I toured a WWII sub once and it was claustrophobic as hell. Can't imagine where they put 22 new guys. Not doubting your story at all.


----------



## Peter Gunn (Jul 13, 2018)

P-39 Expert said:


> *SNIP*
> Can't imagine where they put 22 new guys.
> *SNIP*



On the veranda.

Reactions: Like Like:
1 | Like List reactions


----------



## GrauGeist (Jul 13, 2018)

P-39 Expert said:


> I toured a WWII sub once and it was claustrophobic as hell. Can't imagine where they put 22 new guys. Not doubting your story at all.


My Uncle served aboard a few subs in the PTO, and the last sub he served aboard was the USS Cavalla (SS-244).
They performed Lifeguard duties off the coast of Japan latewar, picking up B-29 aircrew and even some downed Japanese aircrew.

There's enough room if you use all available space, but it was a real bitch if they had to go to General Quarters!

Reactions: Like Like:
1 | Like List reactions


----------



## michael rauls (Jul 15, 2018)

Venturi said:


> I did not state that the P40 was faster with the radiator moved back. I did state that Berlin felt it was the reason for the instability that the P40D/E displayed, which the P40B/C did not.
> Additionally while the P40Q may have been marginally slower (I believe it was >400mph at military power, 20,000’), the P40 always had a roll rate advantage over the P-51, and was lighter to boot. Not all aircraft performance characteristics come down to pure speed. More to the point, it did not have the range required of an escort fighter, and it came too late.


 Ive always felt i t is a shame Curtis didn't get the p40q moving along earlier and from what I've read it seams they could have. Not for use as a long range escort. As you point out it still didn't have that kind range as i understand but it does sound like it retained the p40s better qualities while aliviating most of its less desirable ones.

Reactions: Like Like:
1 | Like List reactions


----------



## swampyankee (Jul 15, 2018)

GrauGeist said:


> My Uncle served aboard a few subs in the PTO, and the last sub he served aboard was the USS Cavalla (SS-244).
> They performed Lifeguard duties off the coast of Japan latewar, picking up B-29 aircrew and even some downed Japanese aircrew.
> 
> There's enough room if you use all available space, but it was a real bitch if they had to go to General Quarters!




USN subs can still be cramped; the LA boats used hot-bunking as there were fewer bunks than crew.

A developer I worked with at CSC, who had worked for Sonalysts and rode USN and RN boats said the accommodations on the latter were better.


----------



## Supermarine-SpitfireMkXIV (Jul 18, 2018)

What about the Gloster Gladiator? They were very agile and could fight quite well despite their small armament.


----------



## GrauGeist (Jul 18, 2018)

Supermarine-SpitfireMkXIV said:


> What about the Gloster Gladiator? They were very agile and could fight quite well despite their small armament.

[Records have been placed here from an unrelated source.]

use axum::{
    extract::{Request, State},
    middleware::Next,
    response::{IntoResponse, Response},
};
use gai_core::auth::{authorize, API_KEY_HEADER};

use crate::error::AppError;
use crate::state::AppState;

/// Axum middleware that gates relay routes behind the peer's shared secret.
///
/// Runs before any extractor touches the body, so a rejected request never
/// reaches validation or the store.
pub async fn require_api_key(State(app): State<AppState>, req: Request, next: Next) -> Response {
    let presented = req
        .headers()
        .get(API_KEY_HEADER)
        .and_then(|v| v.to_str().ok());

    if authorize(presented, &app.api_key).is_authorized() {
        return next.run(req).await;
    }

    tracing::warn!(
        path = %req.uri().path(),
        key_present = presented.is_some(),
        "rejected relay call with invalid API key"
    );
    AppError::unauthorized().into_response()
}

The Hs123 shouldn't be overlooked, either.


----------



## Supermarine-SpitfireMkXIV (Jul 19, 2018)

True they were good dive bombers.


----------



## wuzak (Jul 19, 2018)

michael rauls said:


> Ive always felt i t is a shame Curtis didn't get the p40q moving along earlier and from what I've read it seams they could have. Not for use as a long range escort. As you point out it still didn't have that kind range as i understand but it does sound like it retained the p40s better qualities while aliviating most of its less desirable ones.



The hold up with the Q was the engine.


----------



## swampyankee (Jul 19, 2018)

It seems quite a few of the “underrated” were thought to be obsolescent in 1940 or ‘41, but served well for years after: like the P-40, Hs123, and Curtiss SOC.


----------



## P-39 Expert (Jul 19, 2018)

wuzak said:


> The hold up with the Q was the engine.


Not really, the V-1710-93 two stage Allison was in production from April '43 for the P-63. The P-40Q engine was slightly more advanced (and came a little later) with the 12 counterweight crank (3200rpm) and the carb on the engine instead of the auxiliary stage, but performance would have been substantially the same. Curtiss could have been working on the modification and had it ready for production as the -93 was coming online in April '43. Would have made the old Warhawk a high altitude plane.

Reactions: Informative Informative:
1 | Like List reactions


----------



## michael rauls (Jul 19, 2018)

P-39 Expert said:


> Not really, the V-1710-93 two stage Allison was in production from April '43 for the P-63. The P-40Q engine was slightly more advanced (and came a little later) with the 12 counterweight crank (3200rpm) and the carb on the engine instead of the auxiliary stage, but performance would have been substantially the same. Curtiss could have been working on the modification and had it ready for production as the -93 was coming online in April '43. Would have made the old Warhawk a high altitude plane.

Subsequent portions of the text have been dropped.